Average daily package volume fell 4% in the US and more than 13% for its international business, UPS said in a statement on Tuesday, as buying patterns shift back toward spending on services and as consumers tighten their belts amid a worldwide surge of inflation. UPS shares, which had slipped 12% this year through Monday’s close, fell 3.8% to $180.84 at 9:55 a.m. in New York.
Chief Executive Officer Carol Tome’s strategy has been to break from UPS its tendency to chase volume at any cost. Since she took over in June 2020, the courier has been focused on more profitable customers, such as health care and small businesses. The courier’s margins have been helped by higher prices and limits on discounts traditionally given to large-volume customers.
“We expected volume levels to decline from last year. They did, but more than we planned,” Tome said in a conference call with analysts. “Despite the decline in volume, we continue to win in the most attractive parts of the market.”
After struggling to keep up with surging demand during the height of the pandemic, UPS is now adjusting to a slowdown of package deliveries. People are now spending less on goods delivered to their homes and more toward services, such as going to concerts and eating out. Giant retailer Walmart Inc. reflected a change in consumer behavior Monday by cutting its profit outlook, saying shoppers are focusing on lower-margin essentials.

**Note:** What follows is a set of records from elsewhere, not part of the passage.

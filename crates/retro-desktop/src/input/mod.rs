//! Pointer interaction
//!
//! Drag and resize gestures are fed in as plain coordinates, so the
//! controller runs the same with or without a browser.

mod capture;
mod controller;
mod drag;
mod resize;

pub use capture::{CaptureGuard, PointerCapture};
pub use controller::InteractionController;
pub use drag::{DragState, InputResult};
pub use resize::calculate_resize;
//! Core type definitions for the window manager
//!
//! This module centralizes type aliases used throughout the crate
//! for consistency and discoverability.

/// Unique window identifier
///
/// Window IDs are supplied by the caller when a window is opened and are
/// unique within a session. Tiling orders windows lexicographically by ID,
/// so the same set of windows always produces the same layout.
pub type WindowId = String;

/// Handle returned by [`crate::WindowStore::subscribe`]
pub type SubscriptionId = u64;
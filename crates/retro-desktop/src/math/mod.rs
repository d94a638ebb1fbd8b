//! Core geometry types for the window manager
//!
//! Positions, sizes and rectangles shared by the tiling engine,
//! the window store and the interaction controller.

mod rect;
mod size;
mod vec2;

pub use rect::{Rect, TileRect};
pub use size::Size;
pub use vec2::Vec2;
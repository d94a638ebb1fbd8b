//! Tiling configuration

use serde::{Deserialize, Serialize};

use crate::math::Size;

/// Gap between adjacent tiles in pixels
pub const DEFAULT_PADDING: f32 = 10.0;

/// Share of the viewport width given to the master pane
pub const DEFAULT_MASTER_RATIO: f32 = 0.6;

/// Smallest tile the engine will emit
///
/// The interaction controller uses the same floor when clamping a resize,
/// so a window can never be dragged smaller than a tile could be.
pub const DEFAULT_MIN_WINDOW_SIZE: Size = Size::new(200.0, 150.0);

/// Configuration for the tiling engine
#[derive(Clone, Copy, Debug, PartialEq, Serialize, Deserialize)]
#[serde(default, rename_all = "camelCase")]
pub struct TileConfig {
    /// Gap between tiles
    pub padding: f32,
    /// Master pane width as a fraction of the viewport (0.0 - 1.0)
    pub master_ratio: f32,
    /// Minimum tile size
    pub min_window_size: Size,
}

impl Default for TileConfig {
    fn default() -> Self {
        Self {
            padding: DEFAULT_PADDING,
            master_ratio: DEFAULT_MASTER_RATIO,
            min_window_size: DEFAULT_MIN_WINDOW_SIZE,
        }
    }
}

impl TileConfig {
    /// Master ratio limited to the unit interval
    pub fn clamped_master_ratio(&self) -> f32 {
        self.master_ratio.clamp(0.0, 1.0)
    }
}
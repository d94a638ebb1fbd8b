use serde::{Deserialize, Serialize};

use super::{Size, Vec2};

/// Axis-aligned rectangle
#[derive(Clone, Copy, Debug, Default, PartialEq, Serialize, Deserialize)]
pub struct Rect {
    pub x: f32,
    pub y: f32,
    pub width: f32,
    pub height: f32,
}

/// Rectangle produced by the tiling engine for one window
pub type TileRect = Rect;

impl Rect {
    /// Create a new rectangle
    pub const fn new(x: f32, y: f32, width: f32, height: f32) -> Self {
        Self {
            x,
            y,
            width,
            height,
        }
    }

    /// Create from position and size
    pub fn from_pos_size(pos: Vec2, size: Size) -> Self {
        Self {
            x: pos.x,
            y: pos.y,
            width: size.width,
            height: size.height,
        }
    }

    /// Get position (top-left)
    pub fn position(&self) -> Vec2 {
        Vec2::new(self.x, self.y)
    }

    /// Get size
    pub fn size(&self) -> Size {
        Size::new(self.width, self.height)
    }

    /// Get the right edge
    pub fn right(&self) -> f32 {
        self.x + self.width
    }

    /// Get the bottom edge
    pub fn bottom(&self) -> f32 {
        self.y + self.height
    }

    /// Check if two rectangles overlap (shared edges do not count)
    pub fn intersects(&self, other: &Rect) -> bool {
        self.x < other.right()
            && self.right() > other.x
            && self.y < other.bottom()
            && self.bottom() > other.y
    }

    /// Grow width and height up to `floor`, keeping the top-left corner
    pub fn clamp_to_floor(self, floor: Size) -> Rect {
        Rect::from_pos_size(self.position(), self.size().at_least(floor))
    }
}

#[cfg(test)]
mod tests {
    use super::*;

    #[test]
    fn test_rect_intersects() {
        let a = Rect::new(0.0, 0.0, 100.0, 100.0);
        let b = Rect::new(50.0, 50.0, 100.0, 100.0);
        let c = Rect::new(200.0, 200.0, 50.0, 50.0);
        let touching = Rect::new(100.0, 0.0, 50.0, 50.0);

        assert!(a.intersects(&b));
        assert!(!a.intersects(&c));
        assert!(!a.intersects(&touching));
    }

    #[test]
    fn test_clamp_to_floor_keeps_origin() {
        let rect = Rect::new(5.0, 6.0, 50.0, 400.0).clamp_to_floor(Size::new(200.0, 150.0));
        assert_eq!(rect, Rect::new(5.0, 6.0, 200.0, 400.0));
    }
}
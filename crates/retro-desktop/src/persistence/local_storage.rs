use tracing::warn;
use wasm_bindgen::JsValue;
use web_sys::Storage;

use super::KeyValueStore;
use crate::error::{DesktopError, DesktopResult};

/// Key-value store backed by `window.localStorage`
pub struct LocalStorageStore {
    storage: Option<Storage>,
}

impl LocalStorageStore {
    /// Bind to the page's local storage
    ///
    /// When storage is unavailable (private browsing, sandboxed frames) every
    /// read misses and every write fails, which the persistence adapter
    /// treats as "nothing saved".
    pub fn new() -> Self {
        let storage = web_sys::window().and_then(|w| w.local_storage().ok().flatten());
        if storage.is_none() {
            warn!("localStorage unavailable, window layout will not persist");
        }
        Self { storage }
    }

    fn storage(&self) -> DesktopResult<&Storage> {
        self.storage
            .as_ref()
            .ok_or_else(|| DesktopError::StorageError("localStorage unavailable".to_string()))
    }
}

impl Default for LocalStorageStore {
    fn default() -> Self {
        Self::new()
    }
}

fn js_error(e: JsValue) -> DesktopError {
    DesktopError::StorageError(e.as_string().unwrap_or_else(|| format!("{:?}", e)))
}

impl KeyValueStore for LocalStorageStore {
    fn get(&self, key: &str) -> DesktopResult<Option<String>> {
        self.storage()?.get_item(key).map_err(js_error)
    }

    fn set(&self, key: &str, value: &str) -> DesktopResult<()> {
        self.storage()?.set_item(key, value).map_err(js_error)
    }

    fn remove(&self, key: &str) -> DesktopResult<()> {
        self.storage()?.remove_item(key).map_err(js_error)
    }
}
use bd_core::ports::ErrorReporterPort;
use tokio::sync::mpsc;
use tracing::debug;

/// Forwards user-facing errors to a UI task over a bounded channel.
/// 通过有界通道把错误信息转发给 UI 任务。
///
/// Never blocks the caller: when the channel is full or the receiver is gone
/// the message is dropped.
#[derive(Debug, Clone)]
pub struct ChannelErrorReporter {
    tx: mpsc::Sender<String>,
}

impl ChannelErrorReporter {
    pub fn new(capacity: usize) -> (Self, mpsc::Receiver<String>) {
        let (tx, rx) = mpsc::channel(capacity.max(1));
        (Self { tx }, rx)
    }
}

impl ErrorReporterPort for ChannelErrorReporter {
    fn on_error(&self, message: &str) {
        if let Err(err) = self.tx.try_send(message.to_string()) {
            debug!(error = %err, "Dropped user-facing error");
        }
    }
}
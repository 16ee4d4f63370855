use serde::{Deserialize, Serialize};

use super::key::CacheKey;

/// Freshness of a cache entry.
///
/// 缓存条目的新鲜度。
#[derive(Debug, Clone, Copy, PartialEq, Eq, Hash, Serialize, Deserialize)]
pub enum CacheState {
    /// Younger than the stale time
    Fresh,
    /// Older than the stale time; still served
    Stale,
    /// A refresh is in flight; the previous data stays visible
    Fetching,
}

/// One cached value.
///
/// Replaced wholesale on every refresh or `set_data`; never mutated in place.
#[derive(Debug, Clone, PartialEq)]
pub struct CacheEntry<T> {
    pub key: CacheKey,
    pub data: T,
    /// Unix milliseconds at which `data` was stored
    pub fetched_at_ms: i64,
}

impl<T> CacheEntry<T> {
    pub fn new(key: CacheKey, data: T, fetched_at_ms: i64) -> Self {
        Self {
            key,
            data,
            fetched_at_ms,
        }
    }

    pub fn age_ms(&self, now_ms: i64) -> i64 {
        now_ms.saturating_sub(self.fetched_at_ms).max(0)
    }

    pub fn is_stale(&self, now_ms: i64, stale_time_ms: u64) -> bool {
        let stale_time = i64::try_from(stale_time_ms).unwrap_or(i64::MAX);
        self.age_ms(now_ms) >= stale_time
    }

    /// Freshness at `now_ms`, given whether a fetch for this key is running.
    pub fn state(&self, now_ms: i64, stale_time_ms: u64, fetching: bool) -> CacheState {
        if fetching {
            CacheState::Fetching
        } else if self.is_stale(now_ms, stale_time_ms) {
            CacheState::Stale
        } else {
            CacheState::Fresh
        }
    }

    pub fn map<U>(self, f: impl FnOnce(T) -> U) -> CacheEntry<U> {
        CacheEntry {
            key: self.key,
            data: f(self.data),
            fetched_at_ms: self.fetched_at_ms,
        }
    }
}
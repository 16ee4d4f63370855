use std::collections::BTreeMap;
use std::fmt;
use std::str::FromStr;

use serde::{Deserialize, Serialize};
use serde_json::Value;

use crate::error::ListQueryError;

/// Well-known parameter names shared by every list endpoint.
pub mod keys {
    pub const SEARCH: &str = "search";
    pub const STATUS: &str = "status";
    pub const CATEGORY: &str = "category";
    pub const SORT_BY: &str = "sort_by";
    pub const SORT_DIRECTION: &str = "sort_direction";
    pub const PAGE: &str = "page";
    pub const PER_PAGE: &str = "per_page";
}

/// A single scalar filter value.
///
/// Nested objects and arrays are unrepresentable here; dynamic input that
/// carries them is rejected by [`ListParams::from_json`].
#[derive(Debug, Clone, PartialEq)]
pub enum ParamValue {
    Text(String),
    Int(i64),
    UInt(u64),
    Float(f64),
    Bool(bool),
}

impl ParamValue {
    /// Transport representation, or `None` when the value must not be sent.
    /// 传输层表示；不应发送的值返回 `None`。
    pub(crate) fn to_transport(&self) -> Option<String> {
        match self {
            ParamValue::Text(s) if s.is_empty() => None,
            ParamValue::Text(s) => Some(s.clone()),
            ParamValue::Int(n) => Some(n.to_string()),
            ParamValue::UInt(n) => Some(n.to_string()),
            ParamValue::Float(f) if !f.is_finite() => None,
            ParamValue::Float(f) => Some(f.to_string()),
            ParamValue::Bool(b) => Some(b.to_string()),
        }
    }

    fn as_u64(&self) -> Option<u64> {
        match self {
            ParamValue::UInt(n) => Some(*n),
            ParamValue::Int(n) => u64::try_from(*n).ok(),
            ParamValue::Text(s) => s.trim().parse().ok(),
            ParamValue::Float(f) if f.is_finite() && f.fract() == 0.0 && *f >= 0.0 => {
                Some(*f as u64)
            }
            _ => None,
        }
    }
}

impl From<&str> for ParamValue {
    fn from(s: &str) -> Self {
        ParamValue::Text(s.to_string())
    }
}

impl From<String> for ParamValue {
    fn from(s: String) -> Self {
        ParamValue::Text(s)
    }
}

impl From<i64> for ParamValue {
    fn from(n: i64) -> Self {
        ParamValue::Int(n)
    }
}

impl From<i32> for ParamValue {
    fn from(n: i32) -> Self {
        ParamValue::Int(n.into())
    }
}

impl From<u64> for ParamValue {
    fn from(n: u64) -> Self {
        ParamValue::UInt(n)
    }
}

impl From<u32> for ParamValue {
    fn from(n: u32) -> Self {
        ParamValue::UInt(n.into())
    }
}

impl From<f64> for ParamValue {
    fn from(f: f64) -> Self {
        ParamValue::Float(f)
    }
}

impl From<bool> for ParamValue {
    fn from(b: bool) -> Self {
        ParamValue::Bool(b)
    }
}

#[derive(Debug, Clone, Copy, PartialEq, Eq, Hash, Serialize, Deserialize)]
#[serde(rename_all = "lowercase")]
pub enum SortDirection {
    Asc,
    Desc,
}

impl SortDirection {
    pub fn as_str(&self) -> &'static str {
        match self {
            SortDirection::Asc => "asc",
            SortDirection::Desc => "desc",
        }
    }
}

impl fmt::Display for SortDirection {
    fn fmt(&self, f: &mut fmt::Formatter<'_>) -> fmt::Result {
        f.write_str(self.as_str())
    }
}

impl FromStr for SortDirection {
    type Err = String;

    fn from_str(s: &str) -> Result<Self, Self::Err> {
        match s.trim().to_ascii_lowercase().as_str() {
            "asc" | "ascending" => Ok(SortDirection::Asc),
            "desc" | "descending" => Ok(SortDirection::Desc),
            other => Err(format!("unknown sort direction '{other}'")),
        }
    }
}

/// Filter, sort and pagination request shape for a list endpoint.
///
/// A key mapped to `None` stands for both `undefined` and `null`; the
/// sanitizer drops it together with empty strings.
#[derive(Debug, Clone, Default, PartialEq)]
pub struct ListParams {
    values: BTreeMap<String, Option<ParamValue>>,
}

impl ListParams {
    pub fn new() -> Self {
        Self::default()
    }

    pub fn set(mut self, key: impl Into<String>, value: impl Into<ParamValue>) -> Self {
        self.values.insert(key.into(), Some(value.into()));
        self
    }

    /// Record the key with no value (`undefined` / `null`).
    pub fn unset(mut self, key: impl Into<String>) -> Self {
        self.values.insert(key.into(), None);
        self
    }

    pub fn set_optional(mut self, key: impl Into<String>, value: Option<ParamValue>) -> Self {
        self.values.insert(key.into(), value);
        self
    }

    pub fn search(self, text: impl Into<String>) -> Self {
        self.set(keys::SEARCH, text.into())
    }

    pub fn status(self, status: impl Into<String>) -> Self {
        self.set(keys::STATUS, status.into())
    }

    pub fn category(self, category: impl Into<String>) -> Self {
        self.set(keys::CATEGORY, category.into())
    }

    pub fn sort(self, field: impl Into<String>, direction: SortDirection) -> Self {
        self.set(keys::SORT_BY, field.into())
            .set(keys::SORT_DIRECTION, direction.as_str())
    }

    pub fn page(self, page: u64) -> Self {
        self.set(keys::PAGE, page)
    }

    pub fn per_page(self, per_page: u64) -> Self {
        self.set(keys::PER_PAGE, per_page)
    }

    pub fn get(&self, key: &str) -> Option<&ParamValue> {
        self.values.get(key).and_then(Option::as_ref)
    }

    pub fn contains_key(&self, key: &str) -> bool {
        self.values.contains_key(key)
    }

    pub fn remove(&mut self, key: &str) -> Option<ParamValue> {
        self.values.remove(key).flatten()
    }

    pub fn insert(&mut self, key: impl Into<String>, value: Option<ParamValue>) {
        self.values.insert(key.into(), value);
    }

    pub fn iter(&self) -> impl Iterator<Item = (&str, Option<&ParamValue>)> {
        self.values.iter().map(|(k, v)| (k.as_str(), v.as_ref()))
    }

    pub fn len(&self) -> usize {
        self.values.len()
    }

    pub fn is_empty(&self) -> bool {
        self.values.is_empty()
    }

    /// Apply `patch` on top of these params.
    ///
    /// A `None` in the patch clears the key; any other value overwrites it.
    pub fn merge(&mut self, patch: &ListParams) {
        for (key, value) in &patch.values {
            match value {
                Some(v) => {
                    self.values.insert(key.clone(), Some(v.clone()));
                }
                None => {
                    self.values.remove(key);
                }
            }
        }
    }

    /// Requested page number, when it parses as a positive integer.
    pub fn requested_page(&self) -> Option<u64> {
        self.get(keys::PAGE)
            .and_then(ParamValue::as_u64)
            .filter(|p| *p > 0)
    }

    pub fn requested_per_page(&self) -> Option<u64> {
        self.get(keys::PER_PAGE)
            .and_then(ParamValue::as_u64)
            .filter(|p| *p > 0)
    }

    /// Build params from a loosely-typed JSON object (e.g. a form state blob).
    ///
    /// # Errors
    ///
    /// `InvalidParamShape` when the input is not an object or when any value
    /// is itself an object or array.
    pub fn from_json(value: &Value) -> Result<Self, ListQueryError> {
        let object = value
            .as_object()
            .ok_or_else(|| ListQueryError::InvalidParamShape {
                key: "<root>".to_string(),
                found: json_kind(value),
            })?;

        let mut params = ListParams::new();
        for (key, value) in object {
            let param = match value {
                Value::Null => None,
                Value::Bool(b) => Some(ParamValue::Bool(*b)),
                Value::Number(n) => Some(if let Some(i) = n.as_i64() {
                    ParamValue::Int(i)
                } else if let Some(u) = n.as_u64() {
                    ParamValue::UInt(u)
                } else {
                    ParamValue::Float(n.as_f64().unwrap_or(f64::NAN))
                }),
                Value::String(s) => Some(ParamValue::Text(s.clone())),
                Value::Array(_) | Value::Object(_) => {
                    return Err(ListQueryError::InvalidParamShape {
                        key: key.clone(),
                        found: json_kind(value),
                    })
                }
            };
            params.values.insert(key.clone(), param);
        }
        Ok(params)
    }

    /// Build params from any serializable filter struct.
    ///
    /// `Option::None` fields become unset keys.
    pub fn from_serialize<T: Serialize + ?Sized>(filters: &T) -> Result<Self, ListQueryError> {
        let value = serde_json::to_value(filters)
            .map_err(|e| ListQueryError::decode("filter params", e))?;
        Self::from_json(&value)
    }
}

impl<K, V> FromIterator<(K, V)> for ListParams
where
    K: Into<String>,
    V: Into<ParamValue>,
{
    fn from_iter<I: IntoIterator<Item = (K, V)>>(iter: I) -> Self {
        let mut params = ListParams::new();
        for (k, v) in iter {
            params.values.insert(k.into(), Some(v.into()));
        }
        params
    }
}

fn json_kind(value: &Value) -> &'static str {
    match value {
        Value::Null => "null",
        Value::Bool(_) => "boolean",
        Value::Number(_) => "number",
        Value::String(_) => "string",
        Value::Array(_) => "array",
        Value::Object(_) => "object",
    }
}
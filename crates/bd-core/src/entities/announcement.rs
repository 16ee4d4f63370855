use serde::{Deserialize, Serialize};

use crate::entity::ListEntity;
use crate::ids::RecordId;

#[derive(Debug, Clone, Copy, PartialEq, Eq, Serialize, Deserialize)]
#[serde(rename_all = "lowercase")]
pub enum AnnouncementPriority {
    Low,
    Normal,
    High,
    Urgent,
}

/// Company-wide announcement.
#[derive(Debug, Clone, PartialEq, Serialize, Deserialize)]
pub struct Announcement {
    pub id: RecordId,
    pub title: String,
    #[serde(default)]
    pub body: Option<String>,
    #[serde(default)]
    pub priority: Option<AnnouncementPriority>,
    #[serde(default)]
    pub status: Option<String>,
    /// ISO-8601 timestamp as sent by the backend
    #[serde(default)]
    pub published_at: Option<String>,
    #[serde(default)]
    pub expires_at: Option<String>,
}

#[derive(Debug, Clone, Default, PartialEq, Eq, Serialize, Deserialize)]
#[serde(default)]
pub struct AnnouncementStats {
    pub total: u64,
    pub published: u64,
    pub draft: u64,
    pub expired: u64,
}

impl ListEntity for Announcement {
    const RESOURCE: &'static str = "announcements";
    type Stats = AnnouncementStats;

    fn record_id(&self) -> RecordId {
        self.id.clone()
    }
}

Amazon.com Inc. is one of the large customers for which the courier is throttling package volume. Revenue and volume from the e-commerce giant, UPS’s largest customer, is declining and will be less than 11% of total revenue by the end of this year. Amazon accounted for 11.7% of UPS’s total revenue in 2021 and 13.3% in 2020.
Beating Estimates
Adjusted earnings were $3.29 a share in the second quarter, up from $3.06 a year earlier, Atlanta-based UPS said. Analysts had predicted $3.15 a share. Sales were $24.8 billion, just a bit ahead of the average estimate of $24.6 billion.
The courier’s adjusted operating profit margin was 14.4%, up from with 14% a year earlier. Margins were driven by increased revenue per package, spurred by both price increases and a shift to higher value packages. Revenue per package jumped almost 12% in the US and surged almost 15% for the international business.
UPS reiterated its 2022 financial targets for an adjusted operating margin of 13.7% and revenue of about $102 billion. The company raised its goal for share repurchases this year to $3 billion from $2 billion in April.
“Increasing its share buyback by 50% to $3 billion provides us with some confidence about the sustainability of some of these initiatives and long-term profitability of the company through the economic cycle,” said Lee Klaskow, an analyst for Bloomberg Intelligence.
Earlier this month the International Monetary Fund cut its growth projections for the US economy this year to 2.3% from 2.9%, warning that a surge in inflation poses risks to both the country and the global economy. Government data due this week could show the US economy contracted for a second straight quarter, stoking the debate a possible recession.
(Updates with CEO comment in fourth paragraph, shares in the sixth)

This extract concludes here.